To understand this 1 radian to degrees formula and the conversion of 1 radian to degrees, we will understand the meaning of each unit of angle. We will also see the radians to degrees chart in this article.
1.  What is 1 Radian to Degrees? 
2.  1 Radian to Degrees Formula 
3.  1 Radian to Degrees: Measures of Angle 
4.  How to Convert 1 Radian to Degrees? 
5.  FAQs on 1 Radian to Degrees 
What is 1 Radian to Degrees?
The two units used to measure an angle are radians and degrees. We know that 2π radians equal 360 degrees. We will use the unitary method to determine the value of 1 radian to degrees which is equal to 57.296°. This conversion can be done by following some very basic calculations. Therefore, it is necessary to know the formulas for the conversion of units of angle, that is radians to degrees and degrees to radians.
1 Radian to Degrees Formula
When we rotate the radius completely around the circle, it completes one rotation. The angle subtended at the center of the circle by the radius after one complete rotation is 2π radians. We will use the fact that 2π radians equal 360 degrees to show the conversion of 1 radian to degrees.
2π radians = 360°
Divide the above equation by 2,
⇒ π radians = 180°
Divide the above equation by π,
⇒ 1 radian = 180°/π
⇒ 1 radian = 57.296°
Hence, 1 radian to degrees measures 57.296°
1 Radian to Degrees: Measures of Angle
The two units of measurement that are used for measuring angles are degrees and radians. We can convert the measure of any angle from radians to degrees using the conversion of 1 radian to degrees. Let us see what each unit of angle means and how to measure the angle.
Radians
When we rotate the radius completely around the circle, it completes one rotation. The angle subtended at the center of the circle by the radius after one complete rotation is 2π radians. When the length of the arc becomes equal to the length of the radius, the angle subtended at the center becomes 1 radian. We denote the unit radian as rad. Radians is the SI unit of measuring angles.
Degrees
A degree, which is referred to as the degree of arc or arc degree, is the unit of measuring a plane angle. It is denoted by the symbol (°). 360° is the angle measure for a complete rotation.

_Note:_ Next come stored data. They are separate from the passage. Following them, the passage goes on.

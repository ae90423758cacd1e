//! Minutes-after-midnight time encoding.
//!
//! Times are floating point minutes after midnight of the service day. Values
//! outside `[0, 1440)` are valid and expected whenever a trip crosses
//! midnight; callers that need a time-of-day comparison call [`fix_time_range`]
//! explicitly rather than normalizing everywhere.

pub type Minutes = f64;

pub const MINUTES_PER_DAY: Minutes = 1440.0;

/// Reduces `t` to `[0, 1440)` by modular arithmetic. Only used when matching
/// against a time-of-day window (e.g. a fare period); labeling arithmetic
/// itself is done on unreduced, possibly-negative or over-1440 minutes.
pub fn fix_time_range(t: Minutes) -> Minutes {
    let m = t % MINUTES_PER_DAY;
    if m < 0.0 {
        m + MINUTES_PER_DAY
    } else {
        m
    }
}

/// Parses a `HH:MM` or `HH:MM:SS` clock string into minutes after midnight.
/// Hours may exceed 24 to express a next-day time (GTFS convention).
pub fn parse_clock(s: &str) -> Option<Minutes> {
    let parts: Vec<&str> = s.trim().split(':').collect();
    if parts.len() < 2 || parts.len() > 3 {
        return None;
    }
    let hours: f64 = parts[0].parse().ok()?;
    let minutes: f64 = parts[1].parse().ok()?;
    let seconds: f64 = if parts.len() == 3 { parts[2].parse().ok()? } else { 0.0 };
    Some(hours * 60.0 + minutes + seconds / 60.0)
}

pub fn format_clock(t: Minutes) -> String {
    let total_seconds = (t * 60.0).round() as i64;
    let sign = if total_seconds < 0 { "-" } else { "" };
    let total_seconds = total_seconds.unsigned_abs();
    let hours = total_seconds / 3600;
    let minutes = (total_seconds % 3600) / 60;
    let seconds = total_seconds % 60;
    format!("{sign}{hours:02}:{minutes:02}:{seconds:02}")
}

#[cfg(test)]
mod tests {
    use super::*;

    #[test]
    fn parses_and_formats_round_trip() {
        let t = parse_clock("08:30:00").unwrap();
        assert_eq!(t, 510.0);
        assert_eq!(format_clock(t), "08:30:00");
    }

    #[test]
    fn crosses_midnight() {
        let t = parse_clock("24:05:00").unwrap();
        assert_eq!(fix_time_range(t), 5.0);
    }

    #[test]
    fn fixes_negative_time() {
        assert_eq!(fix_time_range(-5.0), 1435.0);
    }
}
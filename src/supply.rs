//! The read-only query surface the labeling engine consults (C5).
//!
//! Ingesting raw stop/trip/route/fare tables into these entities is a host
//! concern (GTFS parsing, SQL loads, CSV loads — whatever the deployment
//! uses); the core only ever reads through the [`Supply`] trait.

use std::collections::HashMap;

use crate::time::Minutes;

pub type StopId = u32;
pub type ZoneId = u32;
pub type TripId = u32;
pub type SupplyModeId = u32;
pub type FarePeriodId = u32;

/// A link's cost-relevant attributes, looked up by name against a
/// [`NamedWeights`] table. Missing attributes are treated as zero by
/// [`crate::cost::CostEngine`], with a warning logged.
pub type AttributeBag = HashMap<String, f64>;

/// Named per-attribute weights for one `(user_class, demand_mode_type,
/// demand_mode, supply_mode)` combination.
pub type NamedWeights = HashMap<String, f64>;

/// Distinguishes the four weight-lookup families. TRANSFER is kept distinct
/// from ACCESS/EGRESS/TRANSIT even though all three non-transit kinds share
/// a `LinkSet`, because the weight table is keyed on demand-mode *type*.
#[derive(Debug, Clone, Copy, PartialEq, Eq, Hash)]
pub enum DemandModeType {
    Access,
    Egress,
    Transfer,
    Transit,
}

#[derive(Debug, Clone)]
pub struct StopTimeRecord {
    pub trip_id: TripId,
    /// 1-based position of the stop within the trip.
    pub seq: i32,
    pub stop_id: StopId,
    pub arrive_time: Minutes,
    pub depart_time: Minutes,
}

#[derive(Debug, Clone)]
pub struct TripInfo {
    pub supply_mode: SupplyModeId,
    pub route: String,
    pub attributes: AttributeBag,
}

#[derive(Debug, Clone)]
pub struct AccessEgressLink {
    pub zone: ZoneId,
    pub supply_mode: SupplyModeId,
    pub stop: StopId,
    pub start_time: Minutes,
    pub end_time: Minutes,
    pub time: Minutes,
    pub dist: f64,
    pub attributes: AttributeBag,
}

impl AccessEgressLink {
    /// Is `t` within this link's time-of-day window?
    pub fn covers(&self, t: Minutes) -> bool {
        let t = crate::time::fix_time_range(t);
        t >= self.start_time && t <= self.end_time
    }
}

#[derive(Debug, Clone)]
pub struct TransferLink {
    pub from_stop: StopId,
    pub to_stop: StopId,
    pub time: Minutes,
    pub dist: f64,
    pub attributes: AttributeBag,
}

#[derive(Debug, Clone, Copy)]
pub struct FarePeriod {
    pub id: FarePeriodId,
    pub price: f64,
    /// Number of subsequent boardings within this fare period that ride free.
    pub free_transfers: u32,
}

#[derive(Debug, Clone, Copy, PartialEq)]
pub enum FareTransferKind {
    Free,
    FixedCost(f64),
    /// An absolute amount decremented from the latter trip's price, floored
    /// at 0 (§4.7) — not a fraction.
    Discount(f64),
}

#[derive(Debug, Clone, Copy)]
pub struct FareTransferRule {
    pub from_fare_period: FarePeriodId,
    pub to_fare_period: FarePeriodId,
    pub kind: FareTransferKind,
}

/// A trip calling at a stop, used to enumerate boarding/alighting options
/// within a time window during trip relaxation.
#[derive(Debug, Clone, Copy)]
pub struct TripStopVisit {
    pub trip_id: TripId,
    pub seq: i32,
    pub time: Minutes,
}

/// Read-only query surface over timetables, access/egress edges, transfer
/// edges, weights, trip info, fare periods and fare transfers.
///
/// Constructed once per worker and shared read-only across every query it
/// services (see concurrency model in the design notes); no interior
/// mutability or synchronization is required of implementors.
pub trait Supply: Sync {
    fn access_egress_links(&self, zone: ZoneId, demand_mode: &str) -> &[AccessEgressLink];

    /// Transfer links departing `stop` (used by outbound transfer relaxation).
    fn transfer_links_from(&self, stop: StopId) -> &[TransferLink];

    /// Transfer links arriving at `stop` (used by inbound transfer relaxation).
    fn transfer_links_to(&self, stop: StopId) -> &[TransferLink];

    /// Trips calling at `stop` with a departure/arrival time (outbound uses
    /// arrival, inbound uses departure) within `window`, inclusive.
    fn trips_at_stop(&self, stop: StopId, window: (Minutes, Minutes)) -> Vec<TripStopVisit>;

    fn trip_stop_times(&self, trip: TripId) -> &[StopTimeRecord];

    fn trip_info(&self, trip: TripId) -> Option<&TripInfo>;

    fn fare_period_for(&self, trip: TripId, board_stop: StopId, alight_stop: StopId) -> Option<FarePeriodId>;

    fn fare_period(&self, id: FarePeriodId) -> Option<&FarePeriod>;

    fn fare_transfer(&self, from: FarePeriodId, to: FarePeriodId) -> Option<&FareTransferRule>;

    fn weights(
        &self,
        user_class: &str,
        demand_mode_type: DemandModeType,
        demand_mode: &str,
        supply_mode: SupplyModeId,
    ) -> Option<&NamedWeights>;
}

Degrees is not an SI unit to measure angles but it is an accepted unit to measure.
How to Convert 1 Radian to Degrees?
The conversion of radians to degrees can be done using the formula 'Angle in Radians × 180°/π = Angle in Degrees'. We know that 360° equals 2π radians and this result can be used to convert 1 radian to degrees. 360° = 2π radians ⇒ 180° = π radians ⇒ 1 radian = 180°/π ⇒ 1 radian = 57.296°. Using the formula, different angles in radians can be converted to degrees. Let us see the radians to degrees chart where specific angles in radians are given in degrees.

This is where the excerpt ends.